In our future, more open state, people arriving from countries deemed low risk won’t have to quarantine when entering New Zealand (though they will be subject to COVID testing requirements), just like the travel bubbles we have already tested. It seems that this aspect of relatively free travel will be more dependent on the rest of the world than on New Zealand, as the number of countries we currently deem low risk appears to be one (Rarotonga) – Australia is no longer one of our best friends. Hopefully some other countries manage to become relatively risk free soon so we might be able to visit them. Britain doesn’t have too many countries in the green category that are not classified as likely to move to amber – apart from a few islands in the Caribbean and New Zealand, the UK only lists Australia, Bulgaria, Brunei, Hong Kong, Iceland and Singapore as relatively safe. Australia? Britain clearly has a different take on risk from New Zealand.

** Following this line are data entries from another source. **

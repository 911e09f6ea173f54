//! Domain types
//!
//! Documents enter the system as [`DocumentInput`] (validated once at the
//! ingestion boundary) and are read back as [`Document`]. Every index
//! produces [`QueryResult`] projections, which are never persisted.

use std::fmt;
use std::str::FromStr;

use chrono::{DateTime, Utc};
use serde::{Deserialize, Serialize};
use serde_json::{Map, Value};

use crate::error::{TesseraError, TesseraResult};

/// Predicate of the self-link created for every stored document
pub const SELF_LINK_PREDICATE: &str = "is_document";

/// Embedding lifecycle of a stored document
///
/// `pending -> processing -> {completed, failed}`. Nothing moves back to
/// `pending` except a re-insert of the document; a `processing` row left by
/// an interrupted drain is claimed again once its lease expires.
#[derive(Debug, Clone, Copy, PartialEq, Eq, Hash, Serialize, Deserialize)]
#[serde(rename_all = "lowercase")]
pub enum EmbeddingStatus {
    /// Stored, waiting for a drain pass
    Pending,
    /// Claimed by a drain pass
    Processing,
    /// Vector computed (or nothing to embed)
    Completed,
    /// Embedding failed; terminal until re-inserted
    Failed,
}

impl EmbeddingStatus {
    /// Storage representation
    pub fn as_str(&self) -> &'static str {
        match self {
            Self::Pending => "pending",
            Self::Processing => "processing",
            Self::Completed => "completed",
            Self::Failed => "failed",
        }
    }
}

impl fmt::Display for EmbeddingStatus {
    fn fmt(&self, f: &mut fmt::Formatter<'_>) -> fmt::Result {
        f.write_str(self.as_str())
    }
}

impl FromStr for EmbeddingStatus {
    type Err = TesseraError;

    fn from_str(s: &str) -> Result<Self, Self::Err> {
        match s {
            "pending" => Ok(Self::Pending),
            "processing" => Ok(Self::Processing),
            "completed" => Ok(Self::Completed),
            "failed" => Ok(Self::Failed),
            other => Err(TesseraError::PermanentStorage(format!(
                "unknown embedding status '{other}'"
            ))),
        }
    }
}

/// A document as handed to ingestion
#[derive(Debug, Clone, PartialEq, Serialize, Deserialize)]
pub struct DocumentInput {
    /// Caller-assigned primary key
    pub id: String,
    /// Text to embed and index; may be empty
    #[serde(default)]
    pub content: String,
    /// Everything else, stored opaquely
    #[serde(default)]
    pub metadata: Map<String, Value>,
}

impl DocumentInput {
    /// Create a document with no metadata
    pub fn new(id: impl Into<String>, content: impl Into<String>) -> Self {
        Self {
            id: id.into(),
            content: content.into(),
            metadata: Map::new(),
        }
    }

    /// Builder-style: replace metadata
    #[must_use]
    pub fn with_metadata(mut self, metadata: Map<String, Value>) -> Self {
        self.metadata = metadata;
        self
    }

    /// Builder-style: add one metadata entry
    #[must_use]
    pub fn with_meta(mut self, key: impl Into<String>, value: impl Into<Value>) -> Self {
        self.metadata.insert(key.into(), value.into());
        self
    }

    /// Validate an open key-value document
    ///
    /// `id` must be a non-empty string; `content`, when present and not
    /// null, must be a string. All other keys become metadata.
    pub fn from_map(mut map: Map<String, Value>) -> TesseraResult<Self> {
        let id = match map.remove("id") {
            Some(Value::String(id)) if !id.trim().is_empty() => id,
            Some(Value::String(_)) => {
                return Err(TesseraError::Validation("document id is empty".into()))
            }
            Some(other) => {
                return Err(TesseraError::Validation(format!(
                    "document id must be a string, got {}",
                    json_type(&other)
                )))
            }
            None => return Err(TesseraError::Validation("document has no id".into())),
        };

        let content = match map.remove("content") {
            None | Some(Value::Null) => String::new(),
            Some(Value::String(content)) => content,
            Some(other) => {
                return Err(TesseraError::Validation(format!(
                    "content of document '{id}' must be a string, got {}",
                    json_type(&other)
                )))
            }
        };

        Ok(Self {
            id,
            content,
            metadata: map,
        })
    }

    /// Validate a JSON value that should be an object
    pub fn from_value(value: Value) -> TesseraResult<Self> {
        match value {
            Value::Object(map) => Self::from_map(map),
            other => Err(TesseraError::Validation(format!(
                "document must be an object, got {}",
                json_type(&other)
            ))),
        }
    }

    /// Re-check an already-constructed input
    pub fn validate(&self) -> TesseraResult<()> {
        if self.id.trim().is_empty() {
            return Err(TesseraError::Validation("document id is empty".into()));
        }
        Ok(())
    }

    /// Whether there is anything to embed
    pub fn has_content(&self) -> bool {
        !self.content.is_empty()
    }
}

fn json_type(value: &Value) -> &'static str {
    match value {
        Value::Null => "null",
        Value::Bool(_) => "boolean",
        Value::Number(_) => "number",
        Value::String(_) => "string",
        Value::Array(_) => "array",
        Value::Object(_) => "object",
    }
}

/// A stored document
#[derive(Debug, Clone, PartialEq, Serialize, Deserialize)]
pub struct Document {
    /// Primary key
    pub id: String,
    /// Document text
    pub content: String,
    /// Opaque metadata
    pub metadata: Map<String, Value>,
    /// Embedding, once computed
    #[serde(default, skip_serializing_if = "Option::is_none")]
    pub vector: Option<Vec<f32>>,
    /// Embedding lifecycle state
    pub status: EmbeddingStatus,
    /// Bumped on every upsert of this id
    pub revision: i64,
    /// Why embedding failed, for `failed` documents
    #[serde(default, skip_serializing_if = "Option::is_none")]
    pub last_error: Option<String>,
    /// First insert
    pub created_at: DateTime<Utc>,
    /// Last upsert or status change
    pub updated_at: DateTime<Utc>,
}

impl Document {
    /// Project into a scored query result
    pub fn into_result(self, score: f64) -> QueryResult {
        QueryResult {
            id: self.id,
            content: self.content,
            metadata: self.metadata,
            score,
        }
    }
}

/// A directed labelled edge
#[derive(Debug, Clone, PartialEq, Eq, Serialize, Deserialize)]
pub struct Triple {
    /// Source node
    pub subject: String,
    /// Edge label
    pub predicate: String,
    /// Target node
    pub object: String,
    /// When the edge was first linked
    pub created_at: DateTime<Utc>,
}

impl Triple {
    /// Whether this edge matches `(subject, predicate, object)`
    pub fn matches(&self, subject: &str, predicate: &str, object: &str) -> bool {
        self.subject == subject && self.predicate == predicate && self.object == object
    }
}

/// A scored search hit
#[derive(Debug, Clone, PartialEq, Serialize, Deserialize)]
pub struct QueryResult {
    /// Document id
    pub id: String,
    /// Document text
    pub content: String,
    /// Document metadata
    pub metadata: Map<String, Value>,
    /// Relevance; higher is better
    pub score: f64,
}

/// Retrieval strategy
#[derive(Debug, Clone, Copy, Default, PartialEq, Eq, Hash, Serialize, Deserialize)]
#[serde(rename_all = "lowercase")]
pub enum RetrievalMode {
    /// Dense-vector similarity only
    Vector,
    /// Keyword matching only
    Fulltext,
    /// Seed-and-expand over the triple store
    Graph,
    /// Weighted fusion of vector and full-text
    #[default]
    Hybrid,
}

impl RetrievalMode {
    /// Canonical name
    pub fn as_str(&self) -> &'static str {
        match self {
            Self::Vector => "vector",
            Self::Fulltext => "fulltext",
            Self::Graph => "graph",
            Self::Hybrid => "hybrid",
        }
    }
}

impl fmt::Display for RetrievalMode {
    fn fmt(&self, f: &mut fmt::Formatter<'_>) -> fmt::Result {
        f.write_str(self.as_str())
    }
}

impl FromStr for RetrievalMode {
    type Err = TesseraError;

    fn from_str(s: &str) -> Result<Self, Self::Err> {
        match s.trim().to_ascii_lowercase().as_str() {
            "vector" => Ok(Self::Vector),
            "fulltext" => Ok(Self::Fulltext),
            "graph" => Ok(Self::Graph),
            "hybrid" => Ok(Self::Hybrid),
            _ => Err(TesseraError::UnknownMode(s.to_string())),
        }
    }
}

#[cfg(test)]
mod tests {
    use super::*;
    use serde_json::json;

    fn object(value: Value) -> Map<String, Value> {
        match value {
            Value::Object(map) => map,
            _ => panic!("not an object"),
        }
    }

    #[test]
    fn from_map_splits_metadata() {
        let input = DocumentInput::from_map(object(json!({
            "id": "doc1",
            "content": "Eino is great",
            "source": "wiki",
            "page": 3
        })))
        .unwrap();

        assert_eq!(input.id, "doc1");
        assert_eq!(input.content, "Eino is great");
        assert_eq!(input.metadata.len(), 2);
        assert_eq!(input.metadata["source"], json!("wiki"));
        assert!(!input.metadata.contains_key("id"));
    }

    #[test]
    fn from_map_allows_missing_or_null_content() {
        let missing = DocumentInput::from_map(object(json!({"id": "a"}))).unwrap();
        let null = DocumentInput::from_map(object(json!({"id": "b", "content": null}))).unwrap();
        assert!(!missing.has_content());
        assert!(!null.has_content());
    }

    #[test]
    fn from_map_rejects_bad_ids() {
        for doc in [
            json!({"content": "x"}),
            json!({"id": "", "content": "x"}),
            json!({"id": "   "}),
            json!({"id": 42}),
        ] {
            let err = DocumentInput::from_map(object(doc.clone())).unwrap_err();
            assert!(matches!(err, TesseraError::Validation(_)), "{doc}");
        }
    }

    #[test]
    fn from_map_rejects_non_string_content() {
        let err =
            DocumentInput::from_map(object(json!({"id": "a", "content": ["x"]}))).unwrap_err();
        assert!(err.to_string().contains("must be a string"));
    }

    #[test]
    fn from_value_requires_object() {
        assert!(DocumentInput::from_value(json!("doc")).is_err());
        assert!(DocumentInput::from_value(json!({"id": "x"})).is_ok());
    }

    #[test]
    fn retrieval_mode_parsing() {
        assert_eq!("vector".parse::<RetrievalMode>().unwrap(), RetrievalMode::Vector);
        assert_eq!("FullText".parse::<RetrievalMode>().unwrap(), RetrievalMode::Fulltext);
        assert_eq!(" graph ".parse::<RetrievalMode>().unwrap(), RetrievalMode::Graph);
        assert_eq!(RetrievalMode::default(), RetrievalMode::Hybrid);

        let err = "semantic".parse::<RetrievalMode>().unwrap_err();
        assert!(matches!(err, TesseraError::UnknownMode(m) if m == "semantic"));
    }

    #[test]
    fn status_round_trips_through_storage_strings() {
        for status in [
            EmbeddingStatus::Pending,
            EmbeddingStatus::Processing,
            EmbeddingStatus::Completed,
            EmbeddingStatus::Failed,
        ] {
            assert_eq!(status.as_str().parse::<EmbeddingStatus>().unwrap(), status);
        }
    }
}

At the same time as our opening strategy is being proposed, we are also told that if a case of COVID-delta variant is found in New Zealand, we will go into lockdown within a few hours. That puts quite a dampener on travel even within New Zealand, if one thinks about it too hard. I get it – New South Wales has given us the example of what happens if you allow delta to spread through ‘weak’ lockdowns. You may well not be able to reel COVID back in and your elimination strategy goes ‘poof’. I also get why the New Zealand government is emphasising rapidity of vaccine rollout – its the only tool in the bag that will make any significant difference to suppressing rampant delta variant. Maybe we should be holding our breaths on the vaccine rollout, rather than for reopening.
I think the main reason I feel like a bird in a gilded cage is plain old envy. We talked with Sarah in Cambridge, UK a few days ago and she said, “Guess where I am going for the weekend?” We guessed London, but it turned out to be Spain. Britain has gone from a situation in which we felt sorry for all the Brits who were endlessly locked down, to a situation where one might envy Britain’s relatively carefree situation with 70% of the country now vaccinated. I wrote about the strange hiatus in the rise of daily cases in the UK last week; that hiatus itself is now on pause and we can all continue to wait and watch to see what the cost of British Freedom Day might be. However, when you are on the cage-side of the bars, freedom starts to look good, no matter how disciplined your brain. How do you think that is going to affect sentiment in New Zealand as the rest of the world opens up, for better or worse?